>>

use clap::Parser;

use rand::rngs::StdRng;
use rand::{Rng, SeedableRng};

use ofdma_config::{OfdmaConfig, toml_config};
use ofdma_core::{Aid, Mpdu, Tid, debug};
use ofdma_sched::env::{MacQueues, StationDirectory};
use ofdma_sched::sim_env::{SimEnv, SimStation};
use ofdma_sched::{OfdmaScheduler, TxFormat};

/// TIDs the traffic generator draws from, best effort weighted heaviest
const TRAFFIC_TIDS: [Tid; 6] = [0, 0, 0, 1, 5, 6];

/// Load configuration file
fn load_config_from_toml(cfg_path: &str) -> OfdmaConfig {
    match toml_config::from_file(cfg_path) {
        Ok(c) => c,
        Err(e) => {
            println!("Failed to load configuration from {}: {}", cfg_path, e);
            std::process::exit(1);
        }
    }
}

/// Associates `n` stations with random link conditions and a few queued frames each
fn build_bss(cfg: &OfdmaConfig, n: u16, rng: &mut StdRng) -> SimEnv {
    let mut env = SimEnv::from_config(cfg);
    for aid in 1..=n {
        let mut sta = SimStation::new(aid)
            .with_mcs(rng.random_range(0..=11))
            .with_channel_quality(rng.random_range(0.1..1.0));
        sta.target_rssi = rng.random_range(-80..=-50);
        for _ in 0..rng.random_range(0..4) {
            sta = sta.with_frame(TRAFFIC_TIDS[rng.random_range(0..TRAFFIC_TIDS.len())], rng.random_range(100..=1500));
        }
        env.add_station(sta);
    }
    env
}

/// New DL arrivals and fresh buffer status reports
fn generate_traffic(env: &mut SimEnv, rng: &mut StdRng) {
    for sta in env.sta_list() {
        if rng.random_bool(0.5) {
            let tid = TRAFFIC_TIDS[rng.random_range(0..TRAFFIC_TIDS.len())];
            env.enqueue(sta.aid, tid, rng.random_range(100..=1500));
        }
        if let Some(s) = env.station_mut(sta.aid) {
            s.buffer_status = if rng.random_bool(0.1) { 254 } else { rng.random_range(0..8) };
        }
    }
}

/// Frame the AP contends for: the first queued frame, starting the search at station `offset`
fn next_access(env: &SimEnv, offset: usize) -> Option<Mpdu> {
    let stas = env.sta_list();
    (0..stas.len())
        .map(|i| stas[(offset + i) % stas.len()])
        .find_map(|sta| (0..8).find_map(|tid| env.peek_next_frame(tid, sta.addr)))
}

#[derive(Parser, Debug)]
#[command(
    author,
    version,
    about = "802.11ax OFDMA scheduler simulator",
    long_about = "Runs the round robin OFDMA scheduler against a simulated BSS and prints every decision"
)]
struct Args {
    /// Config file, defaults are used if omitted
    #[arg(help = "TOML config with scheduler/PHY parameters")]
    config: Option<String>,

    /// Number of associated stations
    #[arg(short, long, default_value_t = 8)]
    stations: u16,

    /// Number of channel access opportunities to simulate
    #[arg(short, long, default_value_t = 20)]
    opportunities: u64,

    /// Seed of the traffic generator
    #[arg(long, default_value_t = 1)]
    seed: u64,
}

fn main() {
    let args = Args::parse();
    let cfg = match args.config {
        Some(ref path) => load_config_from_toml(path),
        None => OfdmaConfig::default(),
    };
    let _log_guard = debug::setup_logging_default(cfg.debug_log.clone());

    eprintln!(" -> {} stations, {} MHz, {} opportunities", args.stations, cfg.phy.channel_width.mhz(), args.opportunities);

    let mut rng = StdRng::seed_from_u64(args.seed);
    let mut env = build_bss(&cfg, args.stations, &mut rng);
    let mut sched = OfdmaScheduler::new(cfg.sched.clone());
    let mut counts = [0u64; 3];

    for op in 0..args.opportunities {
        generate_traffic(&mut env, &mut rng);
        let Some(mpdu) = next_access(&env, op as usize) else {
            println!("op {:>4}  idle", op);
            continue;
        };

        let format = match sched.select_tx_format(&env, &mpdu) {
            Ok(f) => f,
            Err(e) => {
                println!("Scheduler error: {}", e);
                std::process::exit(1);
            }
        };

        match format {
            TxFormat::DlOfdma => {
                counts[0] += 1;
                let info = sched.compute_dl_ofdma_info(&env);
                let users: Vec<String> = info
                    .sta_info
                    .iter()
                    .filter_map(|(_, i)| info.tx_vector.user(i.aid).map(|u| format!("{}:{}/mcs{}", i.aid, u.ru, u.mcs)))
                    .collect();
                println!("op {:>4}  {:<9} [{}] next {:?}", op, format, users.join(" "), sched.cursor());
                env.complete_dl(&info);
            }
            TxFormat::UlOfdma => {
                counts[1] += 1;
                let info = sched.compute_ul_ofdma_info(&env);
                let aids: Vec<Aid> = info.trigger.users.iter().map(|u| u.aid12).collect();
                println!("op {:>4}  {:<9} {:?} for {}", op, format, aids, info.duration);
                env.complete_ul(&info);
            }
            TxFormat::NonOfdma => {
                counts[2] += 1;
                println!("op {:>4}  {:<9} {} tid {} {} bytes", op, format, mpdu.receiver, mpdu.tid, mpdu.size);
                env.complete_su(&mpdu);
            }
        }
    }

    println!("DL_OFDMA {} UL_OFDMA {} NON_OFDMA {}", counts[0], counts[1], counts[2]);
}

<<

§ Task: Could you copy every record above exactly as it stands?

§ Task answer:
use clap::Parser;

use rand::rngs::StdRng;
use rand::{Rng, SeedableRng};

use ofdma_config::{OfdmaConfig, toml_config};
use ofdma_core::{Aid, Mpdu, Tid, debug};
use ofdma_sched::env::{MacQueues, StationDirectory};
use ofdma_sched::sim_env::{SimEnv, SimStation};
use ofdma_sched::{OfdmaScheduler, TxFormat};

/// TIDs the traffic generator draws from, best effort weighted heaviest
const TRAFFIC_TIDS: [Tid; 6] = [0, 0, 0, 1, 5, 6];

/// Load configuration file
fn load_config_from_toml(cfg_path: &str) -> OfdmaConfig {
    match toml_config::from_file(cfg_path) {
        Ok(c) => c,
        Err(e) => {
            println!("Failed to load configuration from {}: {}", cfg_path, e);
            std::process::exit(1);
        }
    }
}

/// Associates `n` stations with random link conditions and a few queued frames each
fn build_bss(cfg: &OfdmaConfig, n: u16, rng: &mut StdRng) -> SimEnv {
    let mut env = SimEnv::from_config(cfg);
    for aid in 1..=n {
        let mut sta = SimStation::new(aid)
            .with_mcs(rng.random_range(0..=11))
            .with_channel_quality(rng.random_range(0.1..1.0));
        sta.target_rssi = rng.random_range(-80..=-50);
        for _ in 0..rng.random_range(0..4) {
            sta = sta.with_frame(TRAFFIC_TIDS[rng.random_range(0..TRAFFIC_TIDS.len())], rng.random_range(100..=1500));
        }
        env.add_station(sta);
    }
    env
}

/// New DL arrivals and fresh buffer status reports
fn generate_traffic(env: &mut SimEnv, rng: &mut StdRng) {
    for sta in env.sta_list() {
        if rng.random_bool(0.5) {
            let tid = TRAFFIC_TIDS[rng.random_range(0..TRAFFIC_TIDS.len())];
            env.enqueue(sta.aid, tid, rng.random_range(100..=1500));
        }
        if let Some(s) = env.station_mut(sta.aid) {
            s.buffer_status = if rng.random_bool(0.1) { 254 } else { rng.random_range(0..8) };
        }
    }
}

/// Frame the AP contends for: the first queued frame, starting the search at station `offset`
fn next_access(env: &SimEnv, offset: usize) -> Option<Mpdu> {
    let stas = env.sta_list();
    (0..stas.len())
        .map(|i| stas[(offset + i) % stas.len()])
        .find_map(|sta| (0..8).find_map(|tid| env.peek_next_frame(tid, sta.addr)))
}

#[derive(Parser, Debug)]
#[command(
    author,
    version,
    about = "802.11ax OFDMA scheduler simulator",
    long_about = "Runs the round robin OFDMA scheduler against a simulated BSS and prints every decision"
)]
struct Args {
    /// Config file, defaults are used if omitted
    #[arg(help = "TOML config with scheduler/PHY parameters")]
    config: Option<String>,

    /// Number of associated stations
    #[arg(short, long, default_value_t = 8)]
    stations: u16,

    /// Number of channel access opportunities to simulate
    #[arg(short, long, default_value_t = 20)]
    opportunities: u64,

    /// Seed of the traffic generator
    #[arg(long, default_value_t = 1)]
    seed: u64,
}

fn main() {
    let args = Args::parse();
    let cfg = match args.config {
        Some(ref path) => load_config_from_toml(path),
        None => OfdmaConfig::default(),
    };
    let _log_guard = debug::setup_logging_default(cfg.debug_log.clone());

    eprintln!(" -> {} stations, {} MHz, {} opportunities", args.stations, cfg.phy.channel_width.mhz(), args.opportunities);

    let mut rng = StdRng::seed_from_u64(args.seed);
    let mut env = build_bss(&cfg, args.stations, &mut rng);
    let mut sched = OfdmaScheduler::new(cfg.sched.clone());
    let mut counts = [0u64; 3];

    for op in 0..args.opportunities {
        generate_traffic(&mut env, &mut rng);
        let Some(mpdu) = next_access(&env, op as usize) else {
            println!("op {:>4}  idle", op);
            continue;
        };

        let format = match sched.select_tx_format(&env, &mpdu) {
            Ok(f) => f,
            Err(e) => {
                println!("Scheduler error: {}", e);
                std::process::exit(1);
            }
        };

        match format {
            TxFormat::DlOfdma => {
                counts[0] += 1;
                let info = sched.compute_dl_ofdma_info(&env);
                let users: Vec<String> = info
                    .sta_info
                    .iter()
                    .filter_map(|(_, i)| info.tx_vector.user(i.aid).map(|u| format!("{}:{}/mcs{}", i.aid, u.ru, u.mcs)))
                    .collect();
                println!("op {:>4}  {:<9} [{}] next {:?}", op, format, users.join(" "), sched.cursor());
                env.complete_dl(&info);
            }
            TxFormat::UlOfdma => {
                counts[1] += 1;
                let info = sched.compute_ul_ofdma_info(&env);
                let aids: Vec<Aid> = info.trigger.users.iter().map(|u| u.aid12).collect();
                println!("op {:>4}  {:<9} {:?} for {}", op, format, aids, info.duration);
                env.complete_ul(&info);
            }
            TxFormat::NonOfdma => {
                counts[2] += 1;
                println!("op {:>4}  {:<9} {} tid {} {} bytes", op, format, mpdu.receiver, mpdu.tid, mpdu.size);
                env.complete_su(&mpdu);
            }
        }
    }

    println!("DL_OFDMA {} UL_OFDMA {} NON_OFDMA {}", counts[0], counts[1], counts[2]);
}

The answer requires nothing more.